Among the products obtained, five biomodels were developed. Four didactic, three prints (femur, pelvis, and left foot) and one preprint, of a trachea (figure 1, where A is a coronal CT reconstruction. B and C are segmentation from A. D, smoothed. E and F are models to print: E, solid; F, with light); and finally, a personalized one for the planning of the surgical repair of a craniosynostosis.

A custom cranial implant mold was also designed and fabricated from DICOM images. Additionally three models of cheap mechanical hand prostheses, easy to produce and assemble, were developed (figure 2). In a similar way were manufactured O2 line splitters―a device that allows several patients to be connected to the same oxygen regulator―as well as facial protectors, with a simple design that facilitated the assembly of the components and their sterilization. Several prototypes of scaffolds for cell cultures were also obtained.

Segmentation of a trachea from CT.

Mechanical hand prosthesis materialized by additive manufacturing.

In addition, a syringe holder with ergonomic support was designed and manufactured. It must be the first printed in Cuba. (Fig. 3)

Syringe holder for aspiration

Furthermore, a prototype of external breast prosthesis was obtained [figure 4; where (A) corresponds to the scan of the frontal region of the thorax; (B), the cutting out the region of interest (right breast) and (C), is a visual control of the prototype obtained]. A breast mold for autologous reconstruction and a tissue expander plate that allows the use of vascularized tissue of local origin, avoiding the use of flaps in reconstructions were obtained as well.

Prototype of external breast prosthesis.


Despite the limitations indicated to additive manufacturing―delayed printing time, a debatable fact according to the authors; high initial cost and of the creation processes, also quickly recoverable according to the authors; as well as the limitation of materials10; to which copyright infringement and harmful use, such as the manufacture of firearms, can be added―, this technology is an economical and sustainable solution, but beyond that, it guarantees the independence of the industry1,2, basically in times of supply crises as in the case of the post-pandemics. Among its benefits should be mentioned11,12:

  • Manufacturing speed. Reduce production times by up to 90%. This makes it possible to intensify the manufacturing pace and reduce the cost of each part;

  • Production on demand. This manufacturing model allows for smaller-scale and tailored runs, maintaining profitability at all times;

  • Reductions of costs due to the fact that the digital processes of additive manufacturing also have an impact on storage and logistics costs. With this solution, a virtual stock is available and each piece is manufactured on the spot. In addition, the printers and materials used are getting cheaper;

  • Energy saving. Digitally fabricated parts are much lighter. That is why this type of production requires less energy to operate and consumption is significantly reduced;

  • Sustainability.

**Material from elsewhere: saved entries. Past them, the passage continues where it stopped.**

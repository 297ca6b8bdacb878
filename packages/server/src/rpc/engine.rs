//! The RPC dispatch engine: forward-vs-local classification, admission
//! control, handler execution, and failure mapping.

use std::future::Future;
use std::sync::Arc;
use std::time::Duration;

use serde_json::{json, Value};

use quill_core::{ErrorCode, RpcResult, Status};

use super::admin::{AdminVerifier, DosGuard};
use super::context::{HandlerContext, RequestContext};
use super::counters::Counters;
use super::error::HandlerError;
use super::forward::{is_forward_command, Forwarder, LedgerSpecInspector};
use super::queue::WorkQueue;
use super::registry::HandlerRegistry;
use crate::backend::Backend;

/// Ties the RPC machinery together. Holds shared references to its
/// collaborators; all of them are owned by the composition root and outlive
/// the engine.
pub struct RpcEngine {
    backend: Arc<dyn Backend>,
    forwarder: Arc<dyn Forwarder>,
    dos_guard: Arc<dyn DosGuard>,
    work_queue: Arc<WorkQueue>,
    counters: Arc<Counters>,
    registry: Arc<HandlerRegistry>,
    admin_verifier: Arc<dyn AdminVerifier>,
    ledger_spec: Arc<dyn LedgerSpecInspector>,
}

impl RpcEngine {
    #[allow(clippy::too_many_arguments)]
    #[must_use]
    pub fn new(
        backend: Arc<dyn Backend>,
        forwarder: Arc<dyn Forwarder>,
        dos_guard: Arc<dyn DosGuard>,
        work_queue: Arc<WorkQueue>,
        counters: Arc<Counters>,
        registry: Arc<HandlerRegistry>,
        admin_verifier: Arc<dyn AdminVerifier>,
        ledger_spec: Arc<dyn LedgerSpecInspector>,
    ) -> Self {
        Self {
            backend,
            forwarder,
            dos_guard,
            work_queue,
            counters,
            registry,
            admin_verifier,
            ledger_spec,
        }
    }

    /// Main request processor routine. Runs entirely on the calling unit of
    /// work; every failure is mapped to a status here, nothing propagates.
    pub async fn build_response(&self, ctx: &RequestContext) -> RpcResult {
        if self.should_forward(ctx) {
            let mut to_forward = ctx.params.as_object().cloned().unwrap_or_default();
            to_forward.insert("command".to_string(), json!(ctx.method));

            let forwarded = self.forwarder.forward(&to_forward, &ctx.client_ip).await;
            self.notify_forwarded(&ctx.method);

            return match forwarded {
                Some(payload) => RpcResult::from_object(payload),
                None => {
                    tracing::warn!(method = %ctx.method, "failed to forward request upstream");
                    RpcResult::from_status(Status::new(ErrorCode::FailedToForward))
                }
            };
        }

        if self.backend.is_too_busy() {
            tracing::error!("backend is too busy, rejecting request");
            return RpcResult::from_status(Status::new(ErrorCode::TooBusy));
        }

        let Some(handler) = self.registry.get_handler(&ctx.method) else {
            return RpcResult::from_status(Status::new(ErrorCode::UnknownCommand));
        };

        tracing::debug!(method = %ctx.method, "start executing rpc");
        let handler_ctx = HandlerContext {
            session: ctx.session.clone(),
            is_admin: self.admin_verifier.is_admin(&ctx.client_ip),
            client_ip: ctx.client_ip.clone(),
            api_version: ctx.api_version,
        };
        let outcome = handler.process(ctx.params.clone(), &handler_ctx).await;
        tracing::debug!(method = %ctx.method, "finish executing rpc");

        match outcome {
            Ok(Value::Object(response)) => RpcResult::from_object(response),
            Ok(_) => {
                tracing::error!(method = %ctx.method, "handler produced a non-object response");
                RpcResult::from_status(Status::new(ErrorCode::Internal))
            }
            Err(err) => {
                match &err {
                    HandlerError::BackendTimeout => {
                        tracing::error!(method = %ctx.method, "backend timed out");
                    }
                    HandlerError::Internal(source) => {
                        tracing::error!(method = %ctx.method, error = %source, "unexpected handler failure");
                    }
                    _ => {}
                }
                RpcResult::from_status(err.into_status())
            }
        }
    }

    /// Schedules request processing onto the shared work queue. `false`
    /// means the queue declined the submission (backpressure).
    pub fn post<F>(&self, work: F, client_ip: &str) -> bool
    where
        F: Future<Output = ()> + Send + 'static,
    {
        self.work_queue
            .post(work, self.dos_guard.is_whitelisted(client_ip))
    }

    /// Records a completed method execution and its duration.
    pub fn notify_complete(&self, method: &str, duration: Duration) {
        if self.valid_handler(method) {
            self.counters.rpc_complete(method, duration);
        }
    }

    /// Records a failed method execution.
    pub fn notify_errored(&self, method: &str) {
        if self.valid_handler(method) {
            self.counters.rpc_errored(method);
        }
    }

    /// Records a method execution forwarded to the upstream node.
    pub fn notify_forwarded(&self, method: &str) {
        if self.valid_handler(method) {
            self.counters.rpc_forwarded(method);
        }
    }

    /// Whether the name is safe to use as a metrics label: a registered
    /// handler or a forward-set member. Anything else would let spoofed
    /// method names grow the sink without bound.
    #[must_use]
    pub fn valid_handler(&self, method: &str) -> bool {
        self.registry.contains(method) || is_forward_command(method)
    }

    fn should_forward(&self, ctx: &RequestContext) -> bool {
        // Local-only wins over everything else, including forward-set
        // membership.
        if self.registry.is_local_only(&ctx.method) {
            return false;
        }
        if is_forward_command(&ctx.method) {
            return true;
        }
        if self.ledger_spec.specifies_current_or_closed(&ctx.params) {
            return true;
        }
        if ctx.method == "account_info"
            && ctx.params.get("queue").and_then(Value::as_bool) == Some(true)
        {
            return true;
        }
        false
    }
}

It provides a cleaner and more respectful production with the environment. It also provides a reduction in both energy consumption and transport costs. It also benefits the logistical apparatus since the raw material occupies less space than the pieces themselves and, by betting on local production, dependence on those furthest away producers is eliminated.

Replicas of human body sections [trachea (figure 1) and bones], were obtained, which preserve the proportions and morphological veracity―the color depends on the color of the material used―, without the possibility of decomposition or contamination. This solution allows access to the anatomy avoiding availability, biosecurity, cultural and religious problems, without detrimental of teaching, by having an exact replica, which avoids the bias of models previously manufactured as teaching aids. In addition, it shows that it is possible to create a file or atlas of three-dimensional images obtained by surface scanner or CT. Likewise, tests on animal models, mannequins or cadavers are eliminated. It directly and positively impacts the teaching-learning process and the economy of this process in terms of the acquisition, creation and maintenance of conservation, storage and biosafety conditions.

Although for the development of curricular competencies in bronchoscopy there are low and high fidelity (virtual) simulators, each one with its advantages and disadvantages13,14, these authors agree with Gando13 in the sense that 3D printing technology, in addition to being easily available since it does not have to be shared with other specialties, allows the creation of simulation models with greater realism and new pathological situations that cannot be reproduced in low-fidelity models, but with the advantages of this method: its low cost and high availability. And, on the other hand, the same for bronchoscopy as for surgical planning, the simulators manufactured by 3D printing outperform the virtual format in that they give the possibility of analyzing the piece in its real size, adding spatial and tactile dimensions.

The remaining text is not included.